- WHAT THE TASK REQUIRES -
For each line below that holds "version", return the line as it stands.

- STUDY MATERIAL -
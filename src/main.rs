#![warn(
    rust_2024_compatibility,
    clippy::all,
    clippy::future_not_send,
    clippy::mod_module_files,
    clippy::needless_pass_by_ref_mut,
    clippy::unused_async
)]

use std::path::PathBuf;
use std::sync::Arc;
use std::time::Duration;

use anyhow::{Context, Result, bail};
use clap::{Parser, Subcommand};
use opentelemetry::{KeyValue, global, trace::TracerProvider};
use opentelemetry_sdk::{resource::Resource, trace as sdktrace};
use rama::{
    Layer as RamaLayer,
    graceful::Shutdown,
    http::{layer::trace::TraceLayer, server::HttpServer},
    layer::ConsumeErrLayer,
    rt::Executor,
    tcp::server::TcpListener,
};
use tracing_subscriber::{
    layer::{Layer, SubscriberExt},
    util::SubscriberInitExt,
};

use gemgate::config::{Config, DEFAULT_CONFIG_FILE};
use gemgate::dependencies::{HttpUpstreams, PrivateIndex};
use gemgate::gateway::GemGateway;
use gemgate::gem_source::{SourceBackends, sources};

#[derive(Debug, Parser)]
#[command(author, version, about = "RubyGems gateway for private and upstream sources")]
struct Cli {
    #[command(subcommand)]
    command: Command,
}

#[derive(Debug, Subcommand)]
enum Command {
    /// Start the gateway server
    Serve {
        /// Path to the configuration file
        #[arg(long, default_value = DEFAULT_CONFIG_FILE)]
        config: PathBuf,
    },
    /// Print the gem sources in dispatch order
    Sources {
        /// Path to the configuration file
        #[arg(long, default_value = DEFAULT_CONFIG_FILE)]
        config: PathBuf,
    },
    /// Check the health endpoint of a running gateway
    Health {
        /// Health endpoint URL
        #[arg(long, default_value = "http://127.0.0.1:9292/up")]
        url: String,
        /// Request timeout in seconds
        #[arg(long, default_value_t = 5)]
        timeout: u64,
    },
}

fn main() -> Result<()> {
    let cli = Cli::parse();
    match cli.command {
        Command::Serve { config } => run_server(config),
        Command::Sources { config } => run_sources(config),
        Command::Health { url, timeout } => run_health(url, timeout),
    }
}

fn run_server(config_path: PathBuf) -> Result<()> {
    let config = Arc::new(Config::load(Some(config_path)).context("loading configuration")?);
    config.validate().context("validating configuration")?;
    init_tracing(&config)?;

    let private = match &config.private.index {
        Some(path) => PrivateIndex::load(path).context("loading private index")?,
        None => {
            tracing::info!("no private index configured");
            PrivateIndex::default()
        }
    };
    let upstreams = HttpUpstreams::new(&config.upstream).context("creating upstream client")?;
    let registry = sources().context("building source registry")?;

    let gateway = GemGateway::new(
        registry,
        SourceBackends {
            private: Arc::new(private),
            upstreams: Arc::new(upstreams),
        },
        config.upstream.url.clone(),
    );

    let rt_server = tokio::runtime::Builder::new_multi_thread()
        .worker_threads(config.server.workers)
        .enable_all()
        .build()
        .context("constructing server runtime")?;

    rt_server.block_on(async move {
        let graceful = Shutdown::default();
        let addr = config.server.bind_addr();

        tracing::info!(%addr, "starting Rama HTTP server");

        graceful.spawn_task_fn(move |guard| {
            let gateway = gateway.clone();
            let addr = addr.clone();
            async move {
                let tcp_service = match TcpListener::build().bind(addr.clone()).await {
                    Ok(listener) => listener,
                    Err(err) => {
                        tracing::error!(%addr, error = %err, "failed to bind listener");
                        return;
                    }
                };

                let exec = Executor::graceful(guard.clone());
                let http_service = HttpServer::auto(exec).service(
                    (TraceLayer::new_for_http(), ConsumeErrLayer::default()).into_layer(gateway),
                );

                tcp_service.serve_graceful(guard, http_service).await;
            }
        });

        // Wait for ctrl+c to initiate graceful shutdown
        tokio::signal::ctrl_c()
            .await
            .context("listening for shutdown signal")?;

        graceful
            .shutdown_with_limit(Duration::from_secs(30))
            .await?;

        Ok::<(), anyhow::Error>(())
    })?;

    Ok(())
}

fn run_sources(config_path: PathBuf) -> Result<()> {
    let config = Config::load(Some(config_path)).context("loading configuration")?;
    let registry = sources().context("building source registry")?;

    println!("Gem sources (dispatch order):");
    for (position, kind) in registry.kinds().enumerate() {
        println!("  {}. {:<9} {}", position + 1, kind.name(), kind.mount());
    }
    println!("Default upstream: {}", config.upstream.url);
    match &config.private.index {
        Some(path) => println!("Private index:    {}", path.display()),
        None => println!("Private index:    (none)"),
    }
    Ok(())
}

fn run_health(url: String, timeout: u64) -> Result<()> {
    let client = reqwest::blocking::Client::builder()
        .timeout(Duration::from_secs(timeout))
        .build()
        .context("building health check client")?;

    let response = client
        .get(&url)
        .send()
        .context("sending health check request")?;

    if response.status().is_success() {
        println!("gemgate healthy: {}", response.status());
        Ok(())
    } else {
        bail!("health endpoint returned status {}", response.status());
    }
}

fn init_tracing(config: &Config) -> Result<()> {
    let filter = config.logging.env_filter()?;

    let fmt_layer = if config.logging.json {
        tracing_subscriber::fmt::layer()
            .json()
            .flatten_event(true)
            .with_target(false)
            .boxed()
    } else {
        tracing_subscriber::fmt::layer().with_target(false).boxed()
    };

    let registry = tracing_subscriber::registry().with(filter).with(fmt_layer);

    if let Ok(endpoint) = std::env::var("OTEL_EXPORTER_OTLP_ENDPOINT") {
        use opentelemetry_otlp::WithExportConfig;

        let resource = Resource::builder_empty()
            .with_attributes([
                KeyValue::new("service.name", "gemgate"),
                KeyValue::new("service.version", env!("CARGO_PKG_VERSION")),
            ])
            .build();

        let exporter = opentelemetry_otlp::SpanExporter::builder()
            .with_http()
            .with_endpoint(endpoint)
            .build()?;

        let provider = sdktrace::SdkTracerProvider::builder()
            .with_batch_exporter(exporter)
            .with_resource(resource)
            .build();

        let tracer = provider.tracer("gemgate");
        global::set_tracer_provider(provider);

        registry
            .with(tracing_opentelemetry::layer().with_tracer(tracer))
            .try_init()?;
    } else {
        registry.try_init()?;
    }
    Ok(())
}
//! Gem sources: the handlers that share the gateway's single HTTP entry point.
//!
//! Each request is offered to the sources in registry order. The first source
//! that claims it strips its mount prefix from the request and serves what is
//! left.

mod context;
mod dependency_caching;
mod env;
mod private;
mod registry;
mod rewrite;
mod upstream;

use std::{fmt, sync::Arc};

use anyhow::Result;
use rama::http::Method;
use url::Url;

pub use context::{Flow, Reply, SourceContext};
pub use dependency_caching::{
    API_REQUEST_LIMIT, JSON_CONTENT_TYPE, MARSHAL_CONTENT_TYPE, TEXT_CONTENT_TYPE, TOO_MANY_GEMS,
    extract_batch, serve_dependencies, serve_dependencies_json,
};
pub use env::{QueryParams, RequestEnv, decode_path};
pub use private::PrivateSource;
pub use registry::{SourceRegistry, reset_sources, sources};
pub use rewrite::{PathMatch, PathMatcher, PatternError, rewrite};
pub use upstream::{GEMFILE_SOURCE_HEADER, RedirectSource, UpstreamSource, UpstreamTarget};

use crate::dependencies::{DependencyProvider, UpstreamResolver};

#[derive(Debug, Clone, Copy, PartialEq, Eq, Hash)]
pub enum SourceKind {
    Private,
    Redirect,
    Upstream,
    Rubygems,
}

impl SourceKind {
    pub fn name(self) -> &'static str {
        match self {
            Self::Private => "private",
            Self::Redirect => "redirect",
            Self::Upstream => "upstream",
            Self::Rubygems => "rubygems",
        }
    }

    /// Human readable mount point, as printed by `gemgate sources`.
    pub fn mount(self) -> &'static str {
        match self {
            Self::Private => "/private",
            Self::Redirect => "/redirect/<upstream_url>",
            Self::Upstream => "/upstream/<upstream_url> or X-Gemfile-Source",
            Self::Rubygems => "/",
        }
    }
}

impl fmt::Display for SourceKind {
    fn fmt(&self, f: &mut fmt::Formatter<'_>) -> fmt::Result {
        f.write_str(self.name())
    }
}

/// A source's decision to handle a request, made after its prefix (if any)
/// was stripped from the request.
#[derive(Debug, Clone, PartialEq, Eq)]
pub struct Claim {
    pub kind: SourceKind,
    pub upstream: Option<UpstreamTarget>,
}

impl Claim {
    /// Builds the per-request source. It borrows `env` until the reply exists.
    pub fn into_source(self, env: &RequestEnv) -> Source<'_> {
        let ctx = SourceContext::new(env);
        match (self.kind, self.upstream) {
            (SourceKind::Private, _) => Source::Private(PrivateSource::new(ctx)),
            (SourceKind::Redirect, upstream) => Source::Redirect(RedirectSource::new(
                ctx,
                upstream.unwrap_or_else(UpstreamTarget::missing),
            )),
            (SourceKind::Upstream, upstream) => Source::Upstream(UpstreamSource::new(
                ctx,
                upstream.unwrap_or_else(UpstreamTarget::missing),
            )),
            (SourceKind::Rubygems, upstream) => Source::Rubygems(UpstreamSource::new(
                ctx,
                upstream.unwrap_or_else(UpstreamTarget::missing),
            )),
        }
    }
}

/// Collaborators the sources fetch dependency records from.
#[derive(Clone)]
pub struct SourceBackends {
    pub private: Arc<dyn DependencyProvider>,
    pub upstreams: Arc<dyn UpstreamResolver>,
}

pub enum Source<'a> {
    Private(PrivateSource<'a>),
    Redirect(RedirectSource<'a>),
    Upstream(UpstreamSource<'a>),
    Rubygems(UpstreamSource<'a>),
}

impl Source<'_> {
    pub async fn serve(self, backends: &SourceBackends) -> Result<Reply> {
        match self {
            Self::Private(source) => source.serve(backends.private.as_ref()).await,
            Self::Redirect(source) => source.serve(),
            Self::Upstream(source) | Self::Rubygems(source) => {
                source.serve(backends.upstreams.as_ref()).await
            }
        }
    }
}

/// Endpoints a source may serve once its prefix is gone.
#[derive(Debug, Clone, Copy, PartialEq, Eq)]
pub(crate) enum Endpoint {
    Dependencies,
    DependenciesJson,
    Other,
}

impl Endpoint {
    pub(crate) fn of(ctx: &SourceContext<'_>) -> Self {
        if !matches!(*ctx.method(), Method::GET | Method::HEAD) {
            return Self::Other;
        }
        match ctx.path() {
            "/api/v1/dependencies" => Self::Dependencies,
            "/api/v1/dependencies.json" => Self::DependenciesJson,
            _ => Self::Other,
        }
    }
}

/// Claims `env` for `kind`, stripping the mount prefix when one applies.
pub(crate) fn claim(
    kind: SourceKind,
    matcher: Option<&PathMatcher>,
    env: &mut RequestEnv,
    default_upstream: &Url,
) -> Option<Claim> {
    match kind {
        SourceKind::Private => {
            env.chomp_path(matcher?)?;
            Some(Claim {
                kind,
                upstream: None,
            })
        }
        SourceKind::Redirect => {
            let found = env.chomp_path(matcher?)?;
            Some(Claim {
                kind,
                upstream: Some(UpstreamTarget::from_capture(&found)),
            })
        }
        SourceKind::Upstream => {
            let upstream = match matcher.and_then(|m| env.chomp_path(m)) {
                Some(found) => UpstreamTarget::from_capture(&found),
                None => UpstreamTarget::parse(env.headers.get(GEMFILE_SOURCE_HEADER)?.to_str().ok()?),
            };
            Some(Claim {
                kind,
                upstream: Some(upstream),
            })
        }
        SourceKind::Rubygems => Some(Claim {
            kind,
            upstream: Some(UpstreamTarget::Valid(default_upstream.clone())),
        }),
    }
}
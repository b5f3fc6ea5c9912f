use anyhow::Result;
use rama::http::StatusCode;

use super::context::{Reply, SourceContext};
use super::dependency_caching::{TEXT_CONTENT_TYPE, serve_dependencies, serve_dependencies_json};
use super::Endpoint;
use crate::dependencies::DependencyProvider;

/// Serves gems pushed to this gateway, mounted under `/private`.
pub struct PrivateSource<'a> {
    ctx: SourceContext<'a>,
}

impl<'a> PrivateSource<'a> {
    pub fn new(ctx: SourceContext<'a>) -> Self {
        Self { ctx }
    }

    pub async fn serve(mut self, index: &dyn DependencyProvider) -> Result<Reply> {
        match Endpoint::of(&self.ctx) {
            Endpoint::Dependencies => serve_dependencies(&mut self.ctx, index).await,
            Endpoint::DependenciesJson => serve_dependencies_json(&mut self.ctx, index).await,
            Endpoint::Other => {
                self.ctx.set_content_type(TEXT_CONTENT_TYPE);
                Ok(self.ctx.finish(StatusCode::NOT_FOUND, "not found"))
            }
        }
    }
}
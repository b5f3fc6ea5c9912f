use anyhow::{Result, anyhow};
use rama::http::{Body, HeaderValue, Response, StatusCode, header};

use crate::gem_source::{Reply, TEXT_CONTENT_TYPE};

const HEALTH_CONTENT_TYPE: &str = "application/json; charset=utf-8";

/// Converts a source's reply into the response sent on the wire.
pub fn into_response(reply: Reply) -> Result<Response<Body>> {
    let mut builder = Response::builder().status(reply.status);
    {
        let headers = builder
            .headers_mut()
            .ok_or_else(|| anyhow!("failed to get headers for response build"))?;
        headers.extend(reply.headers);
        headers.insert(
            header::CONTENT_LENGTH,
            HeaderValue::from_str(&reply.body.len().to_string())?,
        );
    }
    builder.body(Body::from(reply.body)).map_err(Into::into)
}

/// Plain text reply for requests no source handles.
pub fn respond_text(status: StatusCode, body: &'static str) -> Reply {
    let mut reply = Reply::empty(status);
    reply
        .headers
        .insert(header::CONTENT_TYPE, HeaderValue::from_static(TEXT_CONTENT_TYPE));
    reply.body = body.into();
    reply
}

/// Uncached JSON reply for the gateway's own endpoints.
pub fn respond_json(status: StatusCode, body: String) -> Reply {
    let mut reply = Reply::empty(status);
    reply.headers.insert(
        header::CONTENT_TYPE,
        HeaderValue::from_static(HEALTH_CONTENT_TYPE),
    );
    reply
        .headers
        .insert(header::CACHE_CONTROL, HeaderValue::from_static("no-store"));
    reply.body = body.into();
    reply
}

- COMPLETED TASK -
#[command(author, version, about = "RubyGems gateway for private and upstream sources")]
                KeyValue::new("service.version", env!("CARGO_PKG_VERSION")),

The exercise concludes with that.